-- Opening Marker --
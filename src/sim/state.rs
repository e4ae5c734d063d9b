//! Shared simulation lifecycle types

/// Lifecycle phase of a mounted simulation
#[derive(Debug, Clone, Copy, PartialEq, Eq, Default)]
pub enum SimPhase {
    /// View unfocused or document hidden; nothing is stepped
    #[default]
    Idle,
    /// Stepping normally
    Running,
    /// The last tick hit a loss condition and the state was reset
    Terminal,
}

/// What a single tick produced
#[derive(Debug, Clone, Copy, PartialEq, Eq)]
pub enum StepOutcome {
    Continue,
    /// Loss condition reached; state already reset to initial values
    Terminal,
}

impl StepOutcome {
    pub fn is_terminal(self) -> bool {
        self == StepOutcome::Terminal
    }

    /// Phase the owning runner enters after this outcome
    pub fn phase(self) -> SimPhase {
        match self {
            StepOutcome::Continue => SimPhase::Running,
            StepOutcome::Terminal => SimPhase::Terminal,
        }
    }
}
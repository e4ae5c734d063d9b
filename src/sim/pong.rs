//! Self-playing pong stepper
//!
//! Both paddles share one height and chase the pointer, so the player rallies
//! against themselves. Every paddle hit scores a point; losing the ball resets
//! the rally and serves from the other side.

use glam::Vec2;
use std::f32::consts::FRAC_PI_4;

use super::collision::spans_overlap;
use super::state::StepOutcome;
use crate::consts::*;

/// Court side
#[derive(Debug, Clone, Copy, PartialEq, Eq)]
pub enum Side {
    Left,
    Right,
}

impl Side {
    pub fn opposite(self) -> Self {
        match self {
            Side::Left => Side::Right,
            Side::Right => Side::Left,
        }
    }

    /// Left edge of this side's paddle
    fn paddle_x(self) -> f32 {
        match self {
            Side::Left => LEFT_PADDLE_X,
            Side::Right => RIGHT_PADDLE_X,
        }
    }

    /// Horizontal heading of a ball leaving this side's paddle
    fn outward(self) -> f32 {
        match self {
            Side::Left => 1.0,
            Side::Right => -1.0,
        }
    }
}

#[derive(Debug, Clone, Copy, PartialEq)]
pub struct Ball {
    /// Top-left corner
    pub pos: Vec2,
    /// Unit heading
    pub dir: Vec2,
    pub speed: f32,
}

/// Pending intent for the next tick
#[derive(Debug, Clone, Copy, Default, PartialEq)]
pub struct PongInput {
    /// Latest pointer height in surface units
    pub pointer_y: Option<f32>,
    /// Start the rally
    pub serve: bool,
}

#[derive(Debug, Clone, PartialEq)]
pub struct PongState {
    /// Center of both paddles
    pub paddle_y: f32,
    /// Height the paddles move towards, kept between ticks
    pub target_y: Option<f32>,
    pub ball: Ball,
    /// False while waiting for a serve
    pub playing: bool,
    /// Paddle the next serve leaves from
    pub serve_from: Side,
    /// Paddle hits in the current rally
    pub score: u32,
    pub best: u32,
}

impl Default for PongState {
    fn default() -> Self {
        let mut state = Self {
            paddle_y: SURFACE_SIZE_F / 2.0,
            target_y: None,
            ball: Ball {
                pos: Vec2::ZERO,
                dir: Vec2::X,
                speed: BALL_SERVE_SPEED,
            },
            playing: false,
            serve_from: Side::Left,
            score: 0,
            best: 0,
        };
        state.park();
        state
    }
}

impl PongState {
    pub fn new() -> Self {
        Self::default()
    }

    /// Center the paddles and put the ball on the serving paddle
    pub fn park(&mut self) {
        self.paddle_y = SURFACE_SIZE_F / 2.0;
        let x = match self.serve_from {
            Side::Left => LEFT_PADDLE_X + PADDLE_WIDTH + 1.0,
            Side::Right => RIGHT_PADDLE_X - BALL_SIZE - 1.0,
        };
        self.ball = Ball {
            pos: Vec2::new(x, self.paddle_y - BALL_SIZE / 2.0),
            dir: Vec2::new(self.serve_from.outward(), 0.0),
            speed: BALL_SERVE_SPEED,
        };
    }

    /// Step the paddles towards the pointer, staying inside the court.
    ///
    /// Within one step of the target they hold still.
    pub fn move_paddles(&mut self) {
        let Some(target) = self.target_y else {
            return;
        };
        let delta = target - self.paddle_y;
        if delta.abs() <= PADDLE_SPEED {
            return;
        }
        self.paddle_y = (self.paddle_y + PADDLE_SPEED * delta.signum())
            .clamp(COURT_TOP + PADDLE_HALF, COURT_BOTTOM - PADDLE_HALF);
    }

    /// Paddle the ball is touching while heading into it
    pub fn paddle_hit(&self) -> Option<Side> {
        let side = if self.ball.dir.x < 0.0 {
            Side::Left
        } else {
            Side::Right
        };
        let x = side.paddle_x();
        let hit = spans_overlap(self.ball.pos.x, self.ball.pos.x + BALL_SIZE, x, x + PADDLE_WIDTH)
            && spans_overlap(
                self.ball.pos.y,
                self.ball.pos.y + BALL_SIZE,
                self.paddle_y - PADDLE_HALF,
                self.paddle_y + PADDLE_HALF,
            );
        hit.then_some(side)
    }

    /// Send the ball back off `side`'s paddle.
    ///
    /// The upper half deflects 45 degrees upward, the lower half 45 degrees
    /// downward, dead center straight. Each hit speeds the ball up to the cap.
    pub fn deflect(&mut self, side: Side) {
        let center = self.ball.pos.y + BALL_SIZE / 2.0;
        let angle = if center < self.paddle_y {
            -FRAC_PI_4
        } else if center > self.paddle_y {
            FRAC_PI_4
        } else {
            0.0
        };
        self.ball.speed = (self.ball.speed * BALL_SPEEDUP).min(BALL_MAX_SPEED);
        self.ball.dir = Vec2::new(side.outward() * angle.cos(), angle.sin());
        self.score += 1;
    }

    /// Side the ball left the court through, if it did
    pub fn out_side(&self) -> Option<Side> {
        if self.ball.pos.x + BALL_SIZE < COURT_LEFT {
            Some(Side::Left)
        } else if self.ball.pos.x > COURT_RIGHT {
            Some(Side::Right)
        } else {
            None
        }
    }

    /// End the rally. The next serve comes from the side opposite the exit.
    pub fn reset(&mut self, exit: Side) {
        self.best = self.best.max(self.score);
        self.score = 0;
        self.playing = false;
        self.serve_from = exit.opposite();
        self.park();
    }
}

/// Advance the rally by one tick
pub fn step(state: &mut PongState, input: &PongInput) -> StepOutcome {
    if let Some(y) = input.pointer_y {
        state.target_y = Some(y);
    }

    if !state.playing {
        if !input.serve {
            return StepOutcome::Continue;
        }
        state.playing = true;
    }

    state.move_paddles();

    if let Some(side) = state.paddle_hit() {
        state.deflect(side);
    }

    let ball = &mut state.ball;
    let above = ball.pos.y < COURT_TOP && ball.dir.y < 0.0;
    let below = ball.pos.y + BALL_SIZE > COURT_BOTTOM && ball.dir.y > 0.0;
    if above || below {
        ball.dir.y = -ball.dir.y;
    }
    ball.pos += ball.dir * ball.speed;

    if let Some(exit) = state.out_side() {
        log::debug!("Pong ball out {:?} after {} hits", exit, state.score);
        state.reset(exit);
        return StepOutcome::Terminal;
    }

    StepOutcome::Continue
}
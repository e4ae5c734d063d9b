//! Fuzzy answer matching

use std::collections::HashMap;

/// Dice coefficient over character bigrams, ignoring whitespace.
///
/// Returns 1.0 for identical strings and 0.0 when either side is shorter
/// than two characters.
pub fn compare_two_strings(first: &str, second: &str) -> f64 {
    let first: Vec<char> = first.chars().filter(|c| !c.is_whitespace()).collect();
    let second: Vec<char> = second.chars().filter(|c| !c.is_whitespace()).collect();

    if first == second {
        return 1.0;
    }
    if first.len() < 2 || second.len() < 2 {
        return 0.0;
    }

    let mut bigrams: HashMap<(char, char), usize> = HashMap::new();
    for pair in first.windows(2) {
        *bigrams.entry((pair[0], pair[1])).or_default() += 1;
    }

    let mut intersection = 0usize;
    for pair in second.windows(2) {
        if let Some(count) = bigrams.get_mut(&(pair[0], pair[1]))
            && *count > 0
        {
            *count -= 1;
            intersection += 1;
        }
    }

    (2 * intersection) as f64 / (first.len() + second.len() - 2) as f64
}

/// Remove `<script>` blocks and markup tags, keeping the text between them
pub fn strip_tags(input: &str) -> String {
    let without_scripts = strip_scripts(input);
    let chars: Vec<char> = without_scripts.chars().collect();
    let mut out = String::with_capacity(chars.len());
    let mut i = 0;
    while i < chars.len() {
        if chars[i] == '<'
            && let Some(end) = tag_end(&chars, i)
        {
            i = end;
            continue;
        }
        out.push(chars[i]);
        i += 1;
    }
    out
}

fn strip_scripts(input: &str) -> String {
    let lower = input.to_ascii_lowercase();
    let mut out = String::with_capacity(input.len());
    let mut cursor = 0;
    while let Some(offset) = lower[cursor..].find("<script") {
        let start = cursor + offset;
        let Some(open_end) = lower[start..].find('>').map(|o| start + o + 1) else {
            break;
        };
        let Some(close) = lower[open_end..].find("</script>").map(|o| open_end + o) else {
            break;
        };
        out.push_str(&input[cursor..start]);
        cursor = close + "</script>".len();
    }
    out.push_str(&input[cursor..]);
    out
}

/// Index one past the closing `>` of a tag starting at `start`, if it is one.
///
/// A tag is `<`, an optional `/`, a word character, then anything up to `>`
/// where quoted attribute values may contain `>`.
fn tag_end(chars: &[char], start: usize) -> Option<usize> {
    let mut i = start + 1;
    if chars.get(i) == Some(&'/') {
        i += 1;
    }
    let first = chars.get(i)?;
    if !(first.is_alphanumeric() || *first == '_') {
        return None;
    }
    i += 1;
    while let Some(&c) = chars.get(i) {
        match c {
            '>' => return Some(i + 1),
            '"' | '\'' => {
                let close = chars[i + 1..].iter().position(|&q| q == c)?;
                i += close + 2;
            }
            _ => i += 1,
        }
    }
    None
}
-- Closing Marker --
-- Opening Marker --
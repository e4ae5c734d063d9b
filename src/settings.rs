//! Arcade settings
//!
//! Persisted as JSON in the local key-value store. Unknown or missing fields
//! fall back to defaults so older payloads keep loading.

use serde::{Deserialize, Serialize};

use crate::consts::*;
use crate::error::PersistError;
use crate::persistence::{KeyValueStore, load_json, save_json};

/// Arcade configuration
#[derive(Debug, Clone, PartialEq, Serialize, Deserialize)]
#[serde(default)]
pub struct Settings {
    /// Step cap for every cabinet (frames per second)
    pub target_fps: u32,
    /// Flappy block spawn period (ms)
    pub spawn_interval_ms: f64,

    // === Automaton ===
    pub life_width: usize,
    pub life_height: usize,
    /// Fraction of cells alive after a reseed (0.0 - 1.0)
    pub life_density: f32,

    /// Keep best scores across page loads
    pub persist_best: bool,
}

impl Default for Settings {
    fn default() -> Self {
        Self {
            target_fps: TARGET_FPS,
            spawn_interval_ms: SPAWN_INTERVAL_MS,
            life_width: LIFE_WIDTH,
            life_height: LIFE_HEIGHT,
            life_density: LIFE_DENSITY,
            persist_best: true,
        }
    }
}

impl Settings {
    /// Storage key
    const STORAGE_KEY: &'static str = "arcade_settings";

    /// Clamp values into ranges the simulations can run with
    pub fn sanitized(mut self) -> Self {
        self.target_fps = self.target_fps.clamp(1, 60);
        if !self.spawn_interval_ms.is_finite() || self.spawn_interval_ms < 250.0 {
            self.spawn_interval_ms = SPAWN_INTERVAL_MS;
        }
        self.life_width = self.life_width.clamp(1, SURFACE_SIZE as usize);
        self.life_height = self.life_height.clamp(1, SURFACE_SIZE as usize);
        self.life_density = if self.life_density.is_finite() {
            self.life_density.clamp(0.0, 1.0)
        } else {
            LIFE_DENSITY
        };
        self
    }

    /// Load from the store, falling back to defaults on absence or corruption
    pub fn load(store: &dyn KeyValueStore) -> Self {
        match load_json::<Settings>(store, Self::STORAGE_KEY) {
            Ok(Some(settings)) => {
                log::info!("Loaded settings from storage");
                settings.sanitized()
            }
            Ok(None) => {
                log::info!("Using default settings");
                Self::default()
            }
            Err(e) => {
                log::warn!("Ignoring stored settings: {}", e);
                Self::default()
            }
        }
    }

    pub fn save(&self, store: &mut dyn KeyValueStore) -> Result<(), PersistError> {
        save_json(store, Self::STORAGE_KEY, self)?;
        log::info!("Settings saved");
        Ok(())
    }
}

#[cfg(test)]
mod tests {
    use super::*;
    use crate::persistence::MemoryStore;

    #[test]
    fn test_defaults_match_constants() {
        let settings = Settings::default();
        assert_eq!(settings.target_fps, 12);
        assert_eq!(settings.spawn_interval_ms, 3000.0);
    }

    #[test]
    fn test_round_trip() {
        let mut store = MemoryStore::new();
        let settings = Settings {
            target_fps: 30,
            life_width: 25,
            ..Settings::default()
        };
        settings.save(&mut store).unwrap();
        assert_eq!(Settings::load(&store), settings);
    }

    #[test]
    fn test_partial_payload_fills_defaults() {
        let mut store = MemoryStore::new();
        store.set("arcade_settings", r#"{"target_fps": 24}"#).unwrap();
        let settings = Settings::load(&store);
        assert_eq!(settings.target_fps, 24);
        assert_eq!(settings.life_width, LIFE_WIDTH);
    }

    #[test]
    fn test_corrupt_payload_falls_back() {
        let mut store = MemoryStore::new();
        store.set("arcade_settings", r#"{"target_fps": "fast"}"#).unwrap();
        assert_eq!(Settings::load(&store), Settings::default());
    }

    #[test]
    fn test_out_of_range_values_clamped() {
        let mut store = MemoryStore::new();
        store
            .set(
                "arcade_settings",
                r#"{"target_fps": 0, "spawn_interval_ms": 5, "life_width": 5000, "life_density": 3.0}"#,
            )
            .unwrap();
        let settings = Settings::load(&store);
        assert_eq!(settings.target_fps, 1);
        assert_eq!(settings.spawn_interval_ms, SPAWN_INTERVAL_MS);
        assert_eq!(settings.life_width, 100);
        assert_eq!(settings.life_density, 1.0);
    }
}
-- Closing Marker --
-- Opening Marker --
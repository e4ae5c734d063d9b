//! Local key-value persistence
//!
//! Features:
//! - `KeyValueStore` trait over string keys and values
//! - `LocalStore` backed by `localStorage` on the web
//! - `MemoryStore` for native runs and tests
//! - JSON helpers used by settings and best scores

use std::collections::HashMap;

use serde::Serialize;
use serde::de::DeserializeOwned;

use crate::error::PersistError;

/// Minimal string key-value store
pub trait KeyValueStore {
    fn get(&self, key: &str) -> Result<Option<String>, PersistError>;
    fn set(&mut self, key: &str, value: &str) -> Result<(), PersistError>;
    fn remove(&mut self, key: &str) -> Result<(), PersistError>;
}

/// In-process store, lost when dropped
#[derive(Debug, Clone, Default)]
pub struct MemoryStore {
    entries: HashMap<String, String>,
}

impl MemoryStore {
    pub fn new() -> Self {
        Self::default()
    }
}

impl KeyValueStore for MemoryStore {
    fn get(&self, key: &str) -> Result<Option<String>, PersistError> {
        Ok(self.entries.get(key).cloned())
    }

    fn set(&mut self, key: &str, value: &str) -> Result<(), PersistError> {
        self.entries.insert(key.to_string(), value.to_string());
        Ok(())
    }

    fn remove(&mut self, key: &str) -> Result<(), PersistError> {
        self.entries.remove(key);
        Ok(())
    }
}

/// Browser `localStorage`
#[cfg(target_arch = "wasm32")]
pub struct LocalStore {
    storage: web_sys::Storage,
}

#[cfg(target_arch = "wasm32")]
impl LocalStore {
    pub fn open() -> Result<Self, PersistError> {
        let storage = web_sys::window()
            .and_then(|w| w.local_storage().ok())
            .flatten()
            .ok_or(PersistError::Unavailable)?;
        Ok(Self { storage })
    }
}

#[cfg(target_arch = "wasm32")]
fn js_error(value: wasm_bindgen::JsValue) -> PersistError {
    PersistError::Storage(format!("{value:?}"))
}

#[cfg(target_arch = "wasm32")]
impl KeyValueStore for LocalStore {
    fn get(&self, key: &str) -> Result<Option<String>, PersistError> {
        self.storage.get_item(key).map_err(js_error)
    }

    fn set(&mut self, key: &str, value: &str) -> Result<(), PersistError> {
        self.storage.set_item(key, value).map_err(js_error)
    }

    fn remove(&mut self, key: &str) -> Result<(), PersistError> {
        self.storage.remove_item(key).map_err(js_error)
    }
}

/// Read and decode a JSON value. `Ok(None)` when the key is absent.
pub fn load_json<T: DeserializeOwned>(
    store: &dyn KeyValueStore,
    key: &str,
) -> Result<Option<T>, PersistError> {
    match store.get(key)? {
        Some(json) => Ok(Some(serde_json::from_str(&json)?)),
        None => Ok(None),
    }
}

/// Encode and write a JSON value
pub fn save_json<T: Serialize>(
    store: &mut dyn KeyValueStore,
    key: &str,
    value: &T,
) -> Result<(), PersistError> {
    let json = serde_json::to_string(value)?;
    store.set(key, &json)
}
-- Closing Marker --
* _ASSIGNMENT_: In how many lines of the data above does the word "this" occur? Only the number is wanted.

* _EXERCISE ANSWER_: 3